Une nouvelle fois, elle est la « victorieuse » des élections régionales et départementales de ce dimanche. Le taux de plus de 66% est un record absolu concernant des élections, le seul scrutin où elle fut plus élevée fut le référendum constitutionnel de septembre 2000, introduisant le quinquennat.

Les causes sont multiples et réelles et il ne s’agit pas de les nier. Mais il faut aussi veiller à ne pas extrapoler, car ce scrutin est bien particulier.

D’abord, n’oublions pas qu’il ne se tient pas à la date normale, puisque les élections auraient dû avoir lieu en mars et le Gouvernement a décidé de les reporter, faisant de la France l’un des, si ce n’est le seul pays démocratique au monde à ne pas être en mesure d’organiser des élections alors que la pandémie dure depuis un an. Or la démocratie n’aime pas être manipulée et ces changements de date, cumulés à de nombreuses hésitations (report en juin, en septembre, en 2022, etc.) ont sans doute pesé dans l’adhésion démocratique à ces opérations électorales.

L’électeur ne se déplace que s’il a le
sentiment que son vote sert à quelque chose

Ensuite, nous sommes à une période où les Français ont vraisemblablement autre chose en tête que les élections régionales et départementales, dont ils mesurent peut-être également assez mal l’enjeu.

L’été arrive, le confinement s’arrête, la crise a pesé, la crise a même frappé et la crise, aujourd’hui, se résorbe (pour combien de temps ?) : autant de raisons, certes mauvaises mais compréhensibles, de préférer son jardin, la plage, les copains, les balades ou sa famille – sans oublier la fête des pères – à une escapade au bureau de vote, fût-elle brève.

De plus, la campagne électorale a obéi à des règles très spécifiques et contraignantes, auxquelles s’ajoutent celles de la décentralisation française qui font des régions et des départements des titulaires de compétences essentielles, mais méconnues.

Or l’électeur ne se déplace que s’il a le sentiment que son vote sert à quelque chose.

Ce taux record s’explique donc non seulement par la désaffection générale que connaissent aujourd’hui nos démocraties et nos institutions, de façon structurelle, mais aussi par des éléments conjoncturels, faisant que les Français avaient la tête à autre chose qu’à une élection dont l’impact leur paraît minime.

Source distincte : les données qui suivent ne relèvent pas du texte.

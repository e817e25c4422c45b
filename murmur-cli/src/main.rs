use anyhow::{Context, Result};
use chrono::Utc;
use clap::{Parser, Subcommand};
use murmur_core::prelude::*;
use std::path::PathBuf;
use std::sync::Arc;
use tokio::io::{AsyncBufReadExt, BufReader};
use tracing_subscriber::EnvFilter;

mod console;

use console::{EchoAgent, parse_line};

#[derive(Parser)]
#[command(name = "murmur")]
#[command(about = "Murmur engagement and memory core CLI", long_about = None)]
struct Cli {
    /// Configuration file (defaults to murmur.toml, MURMUR_CONFIG_PATH and MURMUR_* overrides)
    #[arg(short, long, global = true)]
    config: Option<PathBuf>,

    #[command(subcommand)]
    command: Commands,
}

#[derive(Subcommand)]
enum Commands {
    /// Chat with an echo agent over stdin; prefix a line with @ to address it
    Chat {
        /// Source platform recorded on every message
        #[arg(long, default_value = "console")]
        source: String,

        /// Scope id within the source
        #[arg(long)]
        scope: Option<String>,

        /// Sender name for stdin lines
        #[arg(long, default_value = "you")]
        sender: String,

        /// Also answer spontaneous turns
        #[arg(long)]
        chatty: bool,
    },

    /// Inspect the long-term memory log
    Memory {
        #[command(subcommand)]
        action: MemoryAction,
    },

    /// Inspect persisted engagement state
    Engagement {
        #[command(subcommand)]
        action: EngagementAction,
    },

    /// Show version information
    Version,
}

#[derive(Subcommand)]
enum MemoryAction {
    /// Print the most recent records of a scope
    Tail {
        /// Scope key, e.g. qq_group:42
        #[arg(short, long)]
        scope: String,

        /// Number of records
        #[arg(short, default_value_t = 20)]
        n: usize,

        /// Print raw JSON lines
        #[arg(long)]
        json: bool,
    },

    /// List every scope present in the log
    Scopes,
}

#[derive(Subcommand)]
enum EngagementAction {
    /// Show the current state of a scope
    Show {
        /// Scope key, e.g. qq_group:42
        #[arg(short, long)]
        scope: String,
    },

    /// List scopes with persisted state
    List,

    /// Return a scope to idle
    Reset {
        #[arg(short, long)]
        scope: String,
    },
}

#[tokio::main]
async fn main() -> Result<()> {
    tracing_subscriber::fmt()
        .with_env_filter(
            EnvFilter::try_from_default_env().unwrap_or_else(|_| EnvFilter::new("info")),
        )
        .init();

    let cli = Cli::parse();

    match cli.command {
        Commands::Version => {
            println!("murmur v{}", murmur_core::VERSION);
            Ok(())
        }
        command => {
            let config = load_config(cli.config.as_deref())?;
            run(command, config).await
        }
    }
}

fn load_config(path: Option<&std::path::Path>) -> Result<MurmurConfig> {
    match path {
        Some(path) => MurmurConfig::from_file(path)
            .with_context(|| format!("loading config from {}", path.display())),
        None => MurmurConfig::load().context("loading config"),
    }
}

async fn run(command: Commands, config: MurmurConfig) -> Result<()> {
    match command {
        Commands::Chat {
            source,
            scope,
            sender,
            chatty,
        } => chat(&config, &source, scope.as_deref(), &sender, chatty).await,
        Commands::Memory { action } => memory(&config, action).await,
        Commands::Engagement { action } => engagement(&config, action).await,
        Commands::Version => Ok(()),
    }
}

async fn chat(
    config: &MurmurConfig,
    source: &str,
    scope: Option<&str>,
    sender: &str,
    chatty: bool,
) -> Result<()> {
    let orchestrator = Orchestrator::from_config(config, Arc::new(EchoAgent::new(chatty))).await?;
    let agent_name = &config.workflow.agent_name;

    eprintln!(
        "chatting in {} (prefix a line with @ to address {}, ctrl-d to quit)",
        scope_key(source, scope),
        agent_name
    );

    let mut lines = BufReader::new(tokio::io::stdin()).lines();
    while let Some(line) = lines.next_line().await? {
        let event = parse_line(&line, source, scope, sender);
        if let Some(reply) = orchestrator.process_event(event).await {
            println!("{}> {}", agent_name, reply);
        }
    }

    Ok(())
}

async fn memory(config: &MurmurConfig, action: MemoryAction) -> Result<()> {
    let log = JsonlMemoryLog::open(&config.memory.log_path).await?;

    match action {
        MemoryAction::Tail { scope, n, json } => {
            for record in log.read_tail(&scope, n).await? {
                if json {
                    println!("{}", serde_json::to_string(&record)?);
                } else {
                    let marker = if record.directed_at_agent { "@" } else { " " };
                    println!(
                        "{} {}{}: {}",
                        record.timestamp.format("%Y-%m-%d %H:%M:%S"),
                        marker,
                        record.sender,
                        record.content
                    );
                }
            }
        }
        MemoryAction::Scopes => {
            for scope in log.scopes().await? {
                println!("{}", scope);
            }
        }
    }

    Ok(())
}

async fn engagement(config: &MurmurConfig, action: EngagementAction) -> Result<()> {
    let store: Arc<dyn EngagementStore> = match &config.store {
        StoreConfig::Sqlite { path } => Arc::new(SqliteEngagementStore::open(path)?),
        StoreConfig::Memory => {
            anyhow::bail!("engagement store is process-local; nothing is persisted to inspect")
        }
    };

    match action {
        EngagementAction::Show { scope } => {
            let state = EngagementState::new(config.engagement.clone(), store);
            let record = state.snapshot(&scope, Utc::now()).await;
            print_record(&scope, &record, config.engagement.max_heartbeat);
        }
        EngagementAction::List => {
            for scope in store.scopes().await? {
                println!("{}", scope);
            }
        }
        EngagementAction::Reset { scope } => {
            let state = EngagementState::new(config.engagement.clone(), store);
            state.reset(&scope, Utc::now()).await;
            println!("{} reset to idle", scope);
        }
    }

    Ok(())
}

fn print_record(scope: &str, record: &EngagementRecord, max_heartbeat: f64) {
    println!("Scope:      {}", scope);
    println!("Phase:      {}", record.phase());
    println!("Heartbeat:  {:.1} / {:.1}", record.heartbeat, max_heartbeat);
    if record.is_tense {
        if let Some(origin) = record.origin {
            println!("Origin:     {}", origin.as_str());
        }
        if let Some(expiry) = record.tense_expiry {
            println!("Expires:    {}", expiry.to_rfc3339());
        }
        if !record.focus.is_empty() {
            println!("Focus:      {}", record.focus);
        }
    }
    println!("Updated:    {}", record.updated_at.to_rfc3339());
}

Si l’on pouvait tirer une leçon de cette abstention record, ce serait que la création d’un instant politique, concentrant tous les scrutins locaux (élections régionales, départementales et municipales), par exemple à mi-mandat des élections nationales, pourrait être une façon de concentrer tous les regards et de mobiliser davantage les électeurs. Certes, les enjeux ne sont pas les mêmes, mais la dynamique politique pourrait alors conduire à renforcer les collectivités territoriales, tant démocratiquement, pour le scrutin et la participation, que politiquement, dans les échanges avec le Gouvernement (on a vu, a contrario, comment l’Exécutif a notamment imposé sa ligne, sans concertation aucune, lors de la crise sanitaire et sa sortie).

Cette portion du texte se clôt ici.